[Start of section]

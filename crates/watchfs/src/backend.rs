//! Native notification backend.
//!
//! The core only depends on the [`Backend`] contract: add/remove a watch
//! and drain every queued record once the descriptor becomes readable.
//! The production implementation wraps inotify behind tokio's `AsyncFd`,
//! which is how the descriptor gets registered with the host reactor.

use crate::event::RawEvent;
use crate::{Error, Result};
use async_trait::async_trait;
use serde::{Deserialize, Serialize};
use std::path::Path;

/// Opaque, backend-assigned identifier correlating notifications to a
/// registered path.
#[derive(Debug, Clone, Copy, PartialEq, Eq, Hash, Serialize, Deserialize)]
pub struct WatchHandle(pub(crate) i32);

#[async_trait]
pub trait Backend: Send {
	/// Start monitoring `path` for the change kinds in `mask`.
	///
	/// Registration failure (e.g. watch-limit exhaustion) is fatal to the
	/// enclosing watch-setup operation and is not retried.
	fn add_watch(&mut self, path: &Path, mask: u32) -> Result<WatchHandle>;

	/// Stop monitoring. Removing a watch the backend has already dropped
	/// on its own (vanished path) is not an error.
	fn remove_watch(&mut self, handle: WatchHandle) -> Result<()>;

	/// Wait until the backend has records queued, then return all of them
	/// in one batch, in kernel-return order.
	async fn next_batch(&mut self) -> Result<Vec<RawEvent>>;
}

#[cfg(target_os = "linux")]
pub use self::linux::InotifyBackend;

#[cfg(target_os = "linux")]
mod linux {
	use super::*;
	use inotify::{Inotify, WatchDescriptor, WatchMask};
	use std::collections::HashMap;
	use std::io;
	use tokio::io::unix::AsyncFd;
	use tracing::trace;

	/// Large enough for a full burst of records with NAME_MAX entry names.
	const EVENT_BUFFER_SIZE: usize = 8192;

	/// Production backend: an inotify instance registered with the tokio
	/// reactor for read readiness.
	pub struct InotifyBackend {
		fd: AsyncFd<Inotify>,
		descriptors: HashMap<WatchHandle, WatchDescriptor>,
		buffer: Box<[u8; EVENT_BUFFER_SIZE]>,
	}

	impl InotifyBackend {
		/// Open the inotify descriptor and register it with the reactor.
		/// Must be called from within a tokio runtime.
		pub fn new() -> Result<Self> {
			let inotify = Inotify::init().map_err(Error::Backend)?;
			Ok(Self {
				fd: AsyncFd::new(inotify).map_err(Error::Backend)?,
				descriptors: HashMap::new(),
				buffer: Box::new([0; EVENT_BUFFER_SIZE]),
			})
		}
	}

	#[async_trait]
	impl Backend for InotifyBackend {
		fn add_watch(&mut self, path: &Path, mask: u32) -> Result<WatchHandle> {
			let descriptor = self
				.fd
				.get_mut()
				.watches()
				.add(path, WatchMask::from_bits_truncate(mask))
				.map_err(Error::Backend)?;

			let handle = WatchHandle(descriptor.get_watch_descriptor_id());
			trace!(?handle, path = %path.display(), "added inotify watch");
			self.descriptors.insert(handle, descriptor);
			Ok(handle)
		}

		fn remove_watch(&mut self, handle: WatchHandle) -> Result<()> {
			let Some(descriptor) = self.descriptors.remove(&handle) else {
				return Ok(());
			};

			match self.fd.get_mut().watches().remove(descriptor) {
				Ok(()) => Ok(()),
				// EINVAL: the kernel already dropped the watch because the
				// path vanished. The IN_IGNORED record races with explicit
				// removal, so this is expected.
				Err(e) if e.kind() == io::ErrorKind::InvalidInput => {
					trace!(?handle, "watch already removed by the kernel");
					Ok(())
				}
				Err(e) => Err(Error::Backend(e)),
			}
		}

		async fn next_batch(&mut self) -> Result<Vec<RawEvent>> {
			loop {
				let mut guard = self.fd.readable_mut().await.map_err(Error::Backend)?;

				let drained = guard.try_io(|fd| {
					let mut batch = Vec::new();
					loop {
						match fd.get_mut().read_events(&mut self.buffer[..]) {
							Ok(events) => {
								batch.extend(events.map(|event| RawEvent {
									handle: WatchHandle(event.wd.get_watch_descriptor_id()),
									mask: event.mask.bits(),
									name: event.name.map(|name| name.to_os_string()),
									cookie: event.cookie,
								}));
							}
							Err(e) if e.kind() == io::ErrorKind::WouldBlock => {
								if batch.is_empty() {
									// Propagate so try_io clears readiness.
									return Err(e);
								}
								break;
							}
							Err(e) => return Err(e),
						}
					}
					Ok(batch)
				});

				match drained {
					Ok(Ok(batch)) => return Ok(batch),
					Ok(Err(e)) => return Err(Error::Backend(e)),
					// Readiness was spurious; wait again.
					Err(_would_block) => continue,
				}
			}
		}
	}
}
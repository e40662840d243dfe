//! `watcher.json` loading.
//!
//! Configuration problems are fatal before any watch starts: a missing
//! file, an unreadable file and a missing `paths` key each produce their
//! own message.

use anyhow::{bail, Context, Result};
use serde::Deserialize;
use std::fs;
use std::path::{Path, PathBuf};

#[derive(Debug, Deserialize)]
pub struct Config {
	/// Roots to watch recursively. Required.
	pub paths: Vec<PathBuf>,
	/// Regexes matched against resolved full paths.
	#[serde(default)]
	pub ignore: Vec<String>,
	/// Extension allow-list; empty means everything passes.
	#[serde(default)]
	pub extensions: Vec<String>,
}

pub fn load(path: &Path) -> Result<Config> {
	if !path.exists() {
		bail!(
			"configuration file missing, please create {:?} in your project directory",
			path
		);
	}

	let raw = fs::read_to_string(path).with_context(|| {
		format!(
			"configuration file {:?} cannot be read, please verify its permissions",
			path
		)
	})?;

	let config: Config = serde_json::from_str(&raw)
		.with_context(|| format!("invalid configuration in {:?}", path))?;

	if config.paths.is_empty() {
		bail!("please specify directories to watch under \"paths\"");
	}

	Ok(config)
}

[End of section]

# INSTRUCTIONS FOR THE TASK:
Retype the records above exactly, so that no line differs from its source.

# SOLUTION TO THIS EXERCISE:
filename crates/watchfs/src/backend.rs
//! Native notification backend.
//!
//! The core only depends on the [`Backend`] contract: add/remove a watch
//! and drain every queued record once the descriptor becomes readable.
//! The production implementation wraps inotify behind tokio's `AsyncFd`,
//! which is how the descriptor gets registered with the host reactor.

use crate::event::RawEvent;
use crate::{Error, Result};
use async_trait::async_trait;
use serde::{Deserialize, Serialize};
use std::path::Path;

/// Opaque, backend-assigned identifier correlating notifications to a
/// registered path.
#[derive(Debug, Clone, Copy, PartialEq, Eq, Hash, Serialize, Deserialize)]
pub struct WatchHandle(pub(crate) i32);

#[async_trait]
pub trait Backend: Send {
	/// Start monitoring `path` for the change kinds in `mask`.
	///
	/// Registration failure (e.g. watch-limit exhaustion) is fatal to the
	/// enclosing watch-setup operation and is not retried.
	fn add_watch(&mut self, path: &Path, mask: u32) -> Result<WatchHandle>;

	/// Stop monitoring. Removing a watch the backend has already dropped
	/// on its own (vanished path) is not an error.
	fn remove_watch(&mut self, handle: WatchHandle) -> Result<()>;

	/// Wait until the backend has records queued, then return all of them
	/// in one batch, in kernel-return order.
	async fn next_batch(&mut self) -> Result<Vec<RawEvent>>;
}

#[cfg(target_os = "linux")]
pub use self::linux::InotifyBackend;

#[cfg(target_os = "linux")]
mod linux {
	use super::*;
	use inotify::{Inotify, WatchDescriptor, WatchMask};
	use std::collections::HashMap;
	use std::io;
	use tokio::io::unix::AsyncFd;
	use tracing::trace;

	/// Large enough for a full burst of records with NAME_MAX entry names.
	const EVENT_BUFFER_SIZE: usize = 8192;

	/// Production backend: an inotify instance registered with the tokio
	/// reactor for read readiness.
	pub struct InotifyBackend {
		fd: AsyncFd<Inotify>,
		descriptors: HashMap<WatchHandle, WatchDescriptor>,
		buffer: Box<[u8; EVENT_BUFFER_SIZE]>,
	}

	impl InotifyBackend {
		/// Open the inotify descriptor and register it with the reactor.
		/// Must be called from within a tokio runtime.
		pub fn new() -> Result<Self> {
			let inotify = Inotify::init().map_err(Error::Backend)?;
			Ok(Self {
				fd: AsyncFd::new(inotify).map_err(Error::Backend)?,
				descriptors: HashMap::new(),
				buffer: Box::new([0; EVENT_BUFFER_SIZE]),
			})
		}
	}

	#[async_trait]
	impl Backend for InotifyBackend {
		fn add_watch(&mut self, path: &Path, mask: u32) -> Result<WatchHandle> {
			let descriptor = self
				.fd
				.get_mut()
				.watches()
				.add(path, WatchMask::from_bits_truncate(mask))
				.map_err(Error::Backend)?;

			let handle = WatchHandle(descriptor.get_watch_descriptor_id());
			trace!(?handle, path = %path.display(), "added inotify watch");
			self.descriptors.insert(handle, descriptor);
			Ok(handle)
		}

		fn remove_watch(&mut self, handle: WatchHandle) -> Result<()> {
			let Some(descriptor) = self.descriptors.remove(&handle) else {
				return Ok(());
			};

			match self.fd.get_mut().watches().remove(descriptor) {
				Ok(()) => Ok(()),
				// EINVAL: the kernel already dropped the watch because the
				// path vanished. The IN_IGNORED record races with explicit
				// removal, so this is expected.
				Err(e) if e.kind() == io::ErrorKind::InvalidInput => {
					trace!(?handle, "watch already removed by the kernel");
					Ok(())
				}
				Err(e) => Err(Error::Backend(e)),
			}
		}

		async fn next_batch(&mut self) -> Result<Vec<RawEvent>> {
			loop {
				let mut guard = self.fd.readable_mut().await.map_err(Error::Backend)?;

				let drained = guard.try_io(|fd| {
					let mut batch = Vec::new();
					loop {
						match fd.get_mut().read_events(&mut self.buffer[..]) {
							Ok(events) => {
								batch.extend(events.map(|event| RawEvent {
									handle: WatchHandle(event.wd.get_watch_descriptor_id()),
									mask: event.mask.bits(),
									name: event.name.map(|name| name.to_os_string()),
									cookie: event.cookie,
								}));
							}
							Err(e) if e.kind() == io::ErrorKind::WouldBlock => {
								if batch.is_empty() {
									// Propagate so try_io clears readiness.
									return Err(e);
								}
								break;
							}
							Err(e) => return Err(e),
						}
					}
					Ok(batch)
				});

				match drained {
					Ok(Ok(batch)) => return Ok(batch),
					Ok(Err(e)) => return Err(Error::Backend(e)),
					// Readiness was spurious; wait again.
					Err(_would_block) => continue,
				}
			}
		}
	}
}
repository e40662840d243dfe
//! `watcher.json` loading.
//!
//! Configuration problems are fatal before any watch starts: a missing
//! file, an unreadable file and a missing `paths` key each produce their
//! own message.

use anyhow::{bail, Context, Result};
use serde::Deserialize;
use std::fs;
use std::path::{Path, PathBuf};

#[derive(Debug, Deserialize)]
pub struct Config {
	/// Roots to watch recursively. Required.
	pub paths: Vec<PathBuf>,
	/// Regexes matched against resolved full paths.
	#[serde(default)]
	pub ignore: Vec<String>,
	/// Extension allow-list; empty means everything passes.
	#[serde(default)]
	pub extensions: Vec<String>,
}

pub fn load(path: &Path) -> Result<Config> {
	if !path.exists() {
		bail!(
			"configuration file missing, please create {:?} in your project directory",
			path
		);
	}

	let raw = fs::read_to_string(path).with_context(|| {
		format!(
			"configuration file {:?} cannot be read, please verify its permissions",
			path
		)
	})?;

	let config: Config = serde_json::from_str(&raw)
		.with_context(|| format!("invalid configuration in {:?}", path))?;

	if config.paths.is_empty() {
		bail!("please specify directories to watch under \"paths\"");
	}

	Ok(config)
}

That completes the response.